Prediction Markets Had Their Breakout Year in 2025 — and There Was No Going Back
Prediction markets moved decisively into the mainstream in 2025, shifting from a niche crypto experiment into a fast-growing financial product category with multibillion-dollar activity. Platforms that let users trade on the outcome of real-world events—ranging from elections and economic data to sports and pop culture—expanded their reach, drew in larger companies, and attracted intensified regulatory scrutiny.
The scale of activity highlighted how quickly the sector matured. Prediction markets hit a record $4 billion in weekly trading volume in 2025, a signal of deeper liquidity and rising adoption. Within that surge, Polymarket was seeing roughly $2 billion in weekly trading volume by late 2025, and it was widely described as one of the year’s breakout products. Polymarket also recorded $326 million in open interest and more than 400,000 monthly users during the year.
Several forces converged to drive that growth. In the U.S., CFTC regulation was widely cited as a key unlock for market expansion, helping prediction markets move beyond their earlier reputation as a crypto curiosity. At the same time, interest from established players increased: DraftKings, one of the two largest U.S. sportsbooks, embraced the category, and Coinbase also entered the space as prediction markets began to look less like a single-platform trend and more like a durable product class.
The rise of platforms such as Kalshi became a notable storyline in the sports gambling world in 2025, as prediction markets started to intersect more directly with how Americans wager on and interpret sports outcomes. That overlap has also sharpened debates about integrity and oversight, especially as regulators and lawmakers weigh where prediction markets fit—financial markets, gambling, or something in between.
Regulation, however, remained contested. Even as federal oversight enabled growth, prediction markets faced legal friction tied to the U.S. patchwork of state gambling laws. The result was an environment where expansion and compliance advanced in parallel with lawsuits and jurisdictional disputes over who should regulate what.
Beyond trading activity, supporters pointed to evidence that market-based forecasting can sometimes outperform traditional approaches. A study cited in 2025 found that market-based estimates of year-over-year changes in CPI had a 40% lower average error than consensus forecasts between February 2023 and mid-2025. That finding helped explain why prediction markets increasingly drew attention not just from bettors, but also from finance and media, where probabilities can function as real-time indicators of public expectations.
At the same time, the sector’s growth landed amid broader concerns about financial gamification and its effect on trust and oversight.

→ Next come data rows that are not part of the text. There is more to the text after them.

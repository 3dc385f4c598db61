mod inmemory;
mod postgres;

use crate::repos::shared::repo::DeleteResult;
use appeals_notifier_domain::Job;
pub use inmemory::InMemoryJobRepo;
pub use postgres::PostgresJobRepo;

/// Registry of scheduled jobs. The scheduler runtime that fires them is
/// not part of this service; we only register, look up and cancel.
///
/// Every operation is a self-contained statement so concurrent calls
/// for different groups never need caller-side locking.
#[async_trait::async_trait]
pub trait IJobRepo: Send + Sync {
    async fn schedule(&self, job: &Job) -> anyhow::Result<()>;
    async fn find_by_group(&self, group: &str) -> anyhow::Result<Vec<Job>>;
    /// Removes every job under `group`. A group with zero jobs deletes
    /// nothing and reports `deleted_count: 0`; only storage failures
    /// surface as `Err`.
    async fn delete_by_group(&self, group: &str) -> anyhow::Result<DeleteResult>;
}
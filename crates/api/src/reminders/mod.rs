mod evidence_reminder;
mod hearing_reminder;
mod hearing_reminder_remover;
mod reminders_remover;

use appeals_notifier_domain::{CaseEvent, CaseEventType};
use appeals_notifier_infra::{Config, NotifierContext};
pub use evidence_reminder::EvidenceReminder;
pub use hearing_reminder::HearingReminder;
pub use hearing_reminder_remover::HearingReminderRemover;
pub use reminders_remover::RemindersRemover;
use thiserror::Error;
use tracing::debug;

#[derive(Error, Debug)]
pub enum ReminderError {
    /// The handler was invoked for an event it does not own. This is a
    /// caller bug, not a runtime condition, and is raised immediately.
    #[error("handler cannot handle event: {0}")]
    UnsupportedEvent(CaseEventType),
    #[error("job store failure: {0}")]
    Store(#[from] anyhow::Error),
}

/// One reminder strategy. `can_handle` is about event ownership,
/// `can_schedule` about data availability; both must be side-effect
/// free. Only `handle` touches the job store.
#[async_trait::async_trait]
pub trait ReminderHandler: Send + Sync {
    fn can_handle(&self, event: &CaseEvent) -> bool;
    /// False, never an error, when the data needed to compute a trigger
    /// time is simply absent.
    fn can_schedule(&self, event: &CaseEvent) -> bool;
    async fn handle(&self, event: &CaseEvent, ctx: &NotifierContext) -> Result<(), ReminderError>;
}

/// Evaluates the registered handlers against one lifecycle event and
/// invokes every owner that is also able to schedule. A handler that
/// owns the event but cannot schedule is skipped silently; a handler
/// fault propagates unchanged to the caller.
pub struct ReminderService {
    schedulers: Vec<Box<dyn ReminderHandler>>,
    removers: Vec<Box<dyn ReminderHandler>>,
}

impl ReminderService {
    pub fn new(config: &Config) -> Self {
        Self {
            schedulers: vec![
                Box::new(EvidenceReminder::new(config.evidence_reminder_delay)),
                Box::new(HearingReminder::new(
                    config.hearing_reminder_before_first,
                    config.hearing_reminder_before_second,
                )),
            ],
            removers: vec![
                Box::new(HearingReminderRemover::new()),
                Box::new(RemindersRemover::new()),
            ],
        }
    }

    pub async fn schedule_reminders(
        &self,
        event: &CaseEvent,
        ctx: &NotifierContext,
    ) -> Result<(), ReminderError> {
        Self::dispatch(&self.schedulers, event, ctx).await
    }

    pub async fn remove_reminders(
        &self,
        event: &CaseEvent,
        ctx: &NotifierContext,
    ) -> Result<(), ReminderError> {
        Self::dispatch(&self.removers, event, ctx).await
    }

    async fn dispatch(
        handlers: &[Box<dyn ReminderHandler>],
        event: &CaseEvent,
        ctx: &NotifierContext,
    ) -> Result<(), ReminderError> {
        for handler in handlers {
            if !handler.can_handle(event) {
                continue;
            }
            if !handler.can_schedule(event) {
                debug!(
                    "Handler owns {} event for case: {} but has nothing to schedule",
                    event.event_type,
                    event.case_id()
                );
                continue;
            }
            handler.handle(event, ctx).await?;
        }
        Ok(())
    }
}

In sports betting, shifting public sentiment was visible in polling: an October Pew Research poll found 43% of U.S. adults said legalized sports betting is a bad thing for society (up from 34% in 2022), and 40% said it’s a bad thing for sports (up from 33%). As prediction markets gained prominence alongside traditional sportsbooks, those concerns became part of the conversation about what expanded wagering products mean for consumers and institutions.
- Market growth: Weekly trading volume reached a record $4 billion in 2025; Polymarket alone reportedly saw about $2 billion weekly by late 2025.

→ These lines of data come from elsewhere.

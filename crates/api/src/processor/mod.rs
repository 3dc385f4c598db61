mod process_case_event;

use crate::reminders::{ReminderError, ReminderService};
use crate::shared::usecase::execute;
use appeals_notifier_domain::{CaseEvent, PipelineError};
use appeals_notifier_infra::{ICasePipeline, MessagingServiceFactory, NotifierContext};
pub use process_case_event::ProcessCaseEventUseCase;
use std::sync::Arc;
use thiserror::Error;
use tracing::{error, warn};

#[derive(Error, Debug)]
pub enum ProcessingError {
    #[error("unable to deserialize case event payload: {0}")]
    Deserialize(#[from] serde_json::Error),
    #[error(transparent)]
    Pipeline(#[from] PipelineError),
    #[error(transparent)]
    Reminder(#[from] ReminderError),
    #[error("hearing request emission failed for case: {0}")]
    HearingRequestFailed(String),
}

#[derive(Debug, Clone, Copy, PartialEq, Eq)]
pub enum RetryClass {
    /// Another attempt cannot change the outcome; log once and drop.
    NoRetry,
    /// Transient fault; attempt again up to the configured maximum.
    Retry,
}

/// Single classification point for the retry policy. Business faults
/// and contract violations are final; everything else is assumed
/// transient.
pub fn classify(err: &ProcessingError) -> RetryClass {
    match err {
        ProcessingError::Pipeline(PipelineError::AlreadyIssued(_))
        | ProcessingError::Pipeline(PipelineError::PostProcessingFailed(_))
        | ProcessingError::Reminder(ReminderError::UnsupportedEvent(_)) => RetryClass::NoRetry,
        _ => RetryClass::Retry,
    }
}

/// Envelope around one inbound message: deserialize, run the case
/// pipeline and the reminder dispatch, classify failures and retry
/// where that can help. Terminal on the first of success, a
/// non-retryable fault or exhausted attempts.
pub struct CallbackProcessor {
    ctx: NotifierContext,
    pipeline: Arc<dyn ICasePipeline>,
    messaging: Arc<MessagingServiceFactory>,
    reminders: Arc<ReminderService>,
}

impl CallbackProcessor {
    pub fn new(
        ctx: NotifierContext,
        pipeline: Arc<dyn ICasePipeline>,
        messaging: Arc<MessagingServiceFactory>,
    ) -> Self {
        let reminders = Arc::new(ReminderService::new(&ctx.config));
        Self {
            ctx,
            pipeline,
            messaging,
            reminders,
        }
    }

    pub async fn on_message(
        &self,
        raw_payload: &str,
        partition_key: &str,
    ) -> Result<(), ProcessingError> {
        let event: CaseEvent = match serde_json::from_str(raw_payload) {
            Ok(event) => event,
            Err(e) => {
                error!(
                    "Unable to deserialize inbound message for partition: {}. Err: {:?}",
                    partition_key, e
                );
                return Err(e.into());
            }
        };

        let max_attempts = self.ctx.config.max_retry_attempts.max(1);
        let mut attempts = 0;
        loop {
            attempts += 1;

            let usecase = ProcessCaseEventUseCase {
                event: event.clone(),
                pipeline: self.pipeline.clone(),
                messaging: self.messaging.clone(),
                reminders: self.reminders.clone(),
            };

            let err = match execute(usecase, &self.ctx).await {
                Ok(_) => return Ok(()),
                Err(err) => err,
            };

            match classify(&err) {
                RetryClass::NoRetry => {
                    warn!(
                        "Dropping {} event for case: {} after non-retryable fault: {:?}",
                        event.event_type,
                        event.case_id(),
                        err
                    );
                    return Ok(());
                }
                RetryClass::Retry if attempts < max_attempts => {
                    warn!(
                        "Attempt {}/{} failed for {} event, case: {}. Retrying. Err: {:?}",
                        attempts,
                        max_attempts,
                        event.event_type,
                        event.case_id(),
                        err
                    );
                }
                RetryClass::Retry => {
                    error!(
                        "Unable to process {} event for case: {} after {} attempts. Err: {:?}",
                        event.event_type,
                        event.case_id(),
                        attempts,
                        err
                    );
                    return Err(err);
                }
            }
        }
    }
}
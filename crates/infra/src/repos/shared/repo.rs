/// Outcome of a bulk delete. A `deleted_count` of zero is the expected
/// "nothing to remove" case and is not an error.
#[derive(Debug, Clone, PartialEq, Eq)]
pub struct DeleteResult {
    pub deleted_count: i64,
}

- Mainstream adoption: Big names including DraftKings and Coinbase moved into prediction markets, signaling broader commercialization.
- Regulatory tension: CFTC-linked momentum boosted growth, while lawsuits and state-federal conflicts continued to challenge expansion.

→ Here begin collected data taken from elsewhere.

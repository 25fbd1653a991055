//! Fixed-layout records for the ELF header, program header, and section
//! header.

pub mod ehdr;
pub mod ident;
pub mod phdr;
pub mod shdr;
/// Upgrades the named section's payload to a [`DynamicArray`], parsing its
/// current bytes with the container's own endianness.
pub fn as_dynamic_array<'a>(container: &'a mut Elf, section_index: usize) -> Result<&'a mut DynamicArray> {
    let little = container.little();
    let payload = container
        .payloads
        .get_mut(section_index)
        .ok_or(Error::SectionNotFound {
            name: format!("section index {section_index}"),
        })?;
    if let Payload::Bytes(bytes) = payload {
        let array = DynamicArray::decode(bytes, little)?;
        *payload = Payload::DynamicArray(array);
    }
    match payload {
        Payload::DynamicArray(a) => Ok(a),
        _ => Err(Error::WrongType),
    }
}

/// Reads an entire file and deserializes it.
pub fn from_file(path: impl AsRef<Path>) -> Result<Elf> {
    let bytes = std::fs::read(path)?;
    assemble::deserialize(&bytes)
}

/// Serializes `container` and writes it to `path`.
pub fn to_file(container: &mut Elf, path: impl AsRef<Path>) -> Result<()> {
    let bytes = assemble::serialize(container);
    std::fs::write(path, bytes)?;
    Ok(())
}

#[cfg(test)]
mod tests {
    use super::*;
    use crate::assemble::serialize;

    fn fresh_exec_le() -> Elf {
        new(
            ElfClass::Elf32,
            ElfDataEncoding::Lsb,
            ElfType::Executable,
            ElfMachine::None,
        )
        .unwrap()
    }

    #[test]
    fn new_builds_the_documented_skeleton() {
        let container = fresh_exec_le();
        assert_eq!(container.section_headers.len(), 2);
        assert_eq!(container.header.shstrndx, 1);
        assert_eq!(container.program_headers.len(), 1);
        assert_eq!(container.program_headers[0].p_type, PType::Load);
        assert_eq!(container.program_headers[0].p_flags, PFlags::R | PFlags::X);
    }

    #[test]
    fn new_unlinked_skips_the_placeholder_segment() {
        let container = new_unlinked(
            ElfClass::Elf32,
            ElfDataEncoding::Lsb,
            ElfType::Executable,
            ElfMachine::None,
        )
        .unwrap();
        assert!(container.program_headers.is_empty());
    }

    #[test]
    fn rejects_class_64() {
        let err = new(
            ElfClass::Elf64,
            ElfDataEncoding::Lsb,
            ElfType::Executable,
            ElfMachine::None,
        )
        .unwrap_err();
        assert_eq!(err, Error::UnsupportedClass { class: 2 });
    }

    #[test]
    fn append_section_then_lookup_round_trips_data() {
        let mut container = fresh_exec_le();
        let data = b"hello".to_vec();
        let idx = append_section(&mut container, ".data", data.clone(), 0x2000).unwrap();
        let (found_idx, header, payload) = get_section_by_name(&mut container, ".data").unwrap();
        assert_eq!(found_idx, idx);
        assert_eq!(header.sh_size as usize, data.len());
        assert_eq!(payload.as_bytes(true), data);
    }

    #[test]
    fn get_section_by_name_reports_missing_sections() {
        let mut container = fresh_exec_le();
        assert_eq!(
            get_section_by_name(&mut container, ".text").unwrap_err(),
            Error::SectionNotFound {
                name: ".text".to_string()
            }
        );
    }

    #[test]
    fn scenario_symbol_append_produces_expected_entry() {
        let mut container = fresh_exec_le();
        let text_idx = append_section(&mut container, ".text", vec![0u8; 16], 0).unwrap();
        append_symbol(
            &mut container,
            "main",
            text_idx as u16,
            0,
            16,
            SymBind::Global,
            SymType::Func,
            SymVisibility::Default,
        )
        .unwrap();

        let (_, _, strtab_payload) = get_section_by_name(&mut container, ".strtab").unwrap();
        assert_eq!(&strtab_payload.as_bytes(true)[0..6], b"\0main\0");

        let (symtab_idx, symtab_header, symtab_payload) =
            get_section_by_name(&mut container, ".symtab").unwrap();
        let table = match symtab_payload {
            Payload::SymbolTable(t) => t,
            _ => panic!("expected a typed symbol table"),
        };
        assert_eq!(table.len(), 2);
        let main_sym = table.entries()[1];
        assert_eq!(main_sym.st_name, 1);
        assert_eq!(main_sym.st_value, 0);
        assert_eq!(main_sym.st_size, 16);
        assert_eq!(main_sym.st_shndx, text_idx as u16);
        assert_eq!(symtab_header.sh_info, 2);
        let _ = symtab_idx;
    }

    #[test]
    fn scenario_segment_binds_to_section_and_tracks_its_offset() {
        let mut container = fresh_exec_le();
        let text_idx = append_section(&mut container, ".text", vec![0u8; 16], 0).unwrap();
        append_symbol(
            &mut container,
            "main",
            text_idx as u16,
            0,
            16,
            SymBind::Global,
            SymType::Func,
            SymVisibility::Default,
        )
        .unwrap();
        let seg_idx =
            append_segment(&mut container, text_idx, Some(0xDEADBEEF), Some(16), "rx").unwrap();

        assert_eq!(container.program_headers[0].p_type, PType::Load);
        assert_eq!(container.program_headers[seg_idx].p_vaddr, 0xDEADBEEF);
        assert_eq!(container.program_headers[seg_idx].p_filesz, 16);
        assert_eq!(container.program_headers[seg_idx].p_memsz, 16);
        assert_eq!(container.program_headers[seg_idx].p_flags.bits(), 5);

        serialize(&mut container);
        assert_eq!(
            container.program_headers[seg_idx].p_offset,
            container.section_headers[text_idx].sh_offset
        );
    }

    #[test]
    fn append_segment_rejects_non_executable_types() {
        let mut container = new(
            ElfClass::Elf32,
            ElfDataEncoding::Lsb,
            ElfType::Relocatable,
            ElfMachine::None,
        )
        .unwrap();
        let idx = append_section(&mut container, ".text", vec![0u8; 4], 0).unwrap();
        assert_eq!(
            append_segment(&mut container, idx, None, None, "rx").unwrap_err(),
            Error::WrongElfType
        );
    }
}
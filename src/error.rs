//! Crate-wide error type.

use std::io::ErrorKind;

/// Error type for errors during ELF object handling.
#[derive(thiserror::Error, Debug, PartialEq, Eq)]
pub enum Error {
    #[error("value is not one of the accepted representations for this constructor")]
    WrongType,
    #[error("{name} is not a known variant name for this enum")]
    UnknownEnumName { name: String },
    #[error("only ELFCLASS32 is supported, got class value {class}")]
    UnsupportedClass { class: u8 },
    #[error("operation requires an executable or shared-object ELF type")]
    WrongElfType,
    #[error("binding/type/visibility value {value} does not fit its field")]
    WrongEnumType { value: u32 },
    #[error("no section named {name:?} in .shstrtab")]
    SectionNotFound { name: String },
    #[error("section-header list and payload list have different lengths ({headers} vs {payloads})")]
    InconsistentContainer { headers: usize, payloads: usize },
    #[error("name {name:?} found in .shstrtab but no section header refers to offset {offset}")]
    Corrupted { name: String, offset: u32 },
    #[error("{name:?} is not a recognized special section")]
    UnsupportedSpecialSection { name: String },
    #[error("expected at least {needed} bytes, found {available}")]
    ShortInput { needed: usize, available: usize },
    #[error("string {value:?} contains an interior NUL byte")]
    InvalidString { value: String },
    #[error("I/O error: {kind}")]
    Io { kind: ErrorKind },
}

impl From<std::io::Error> for Error {
    fn from(e: std::io::Error) -> Self {
        Error::Io { kind: e.kind() }
    }
}

/// Crate-local `Result` alias.
pub type Result<T> = std::result::Result<T, Error>;
//! `e_type`: the kind of object the file holds.

crate::elf_enum! {
    pub enum ElfType {
        None = 0,
        Relocatable = 1,
        Executable = 2,
        Dynamic = 3,
        Core = 4,
        LoOs = 0xfe00,
        HiOs = 0xfeff,
        LoProc = 0xff00,
        HiProc = 0xffff,
    }
}

impl ElfType {
    /// Whether `append_segment` is permitted for this object type.
    pub fn accepts_segments(self) -> bool {
        matches!(self, ElfType::Executable | ElfType::Dynamic)
    }
}

#[cfg(test)]
mod tests {
    use super::*;

    #[test]
    fn width_is_two_bytes() {
        assert_eq!(ElfType::WIDTH, 2);
    }

    #[test]
    fn only_exec_and_dyn_accept_segments() {
        assert!(ElfType::Executable.accepts_segments());
        assert!(ElfType::Dynamic.accepts_segments());
        assert!(!ElfType::Relocatable.accepts_segments());
        assert!(!ElfType::Core.accepts_segments());
    }
}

- Broader relevance: Prediction markets increasingly influenced how finance and media discuss probabilities and forecasts, including economic indicators.
By the end of 2025, prediction markets were no longer defined by a single platform or a purely crypto-native audience. They had become a larger ecosystem—financially significant, culturally visible, and increasingly difficult for regulators, sportsbooks, and mainstream platforms to ignore.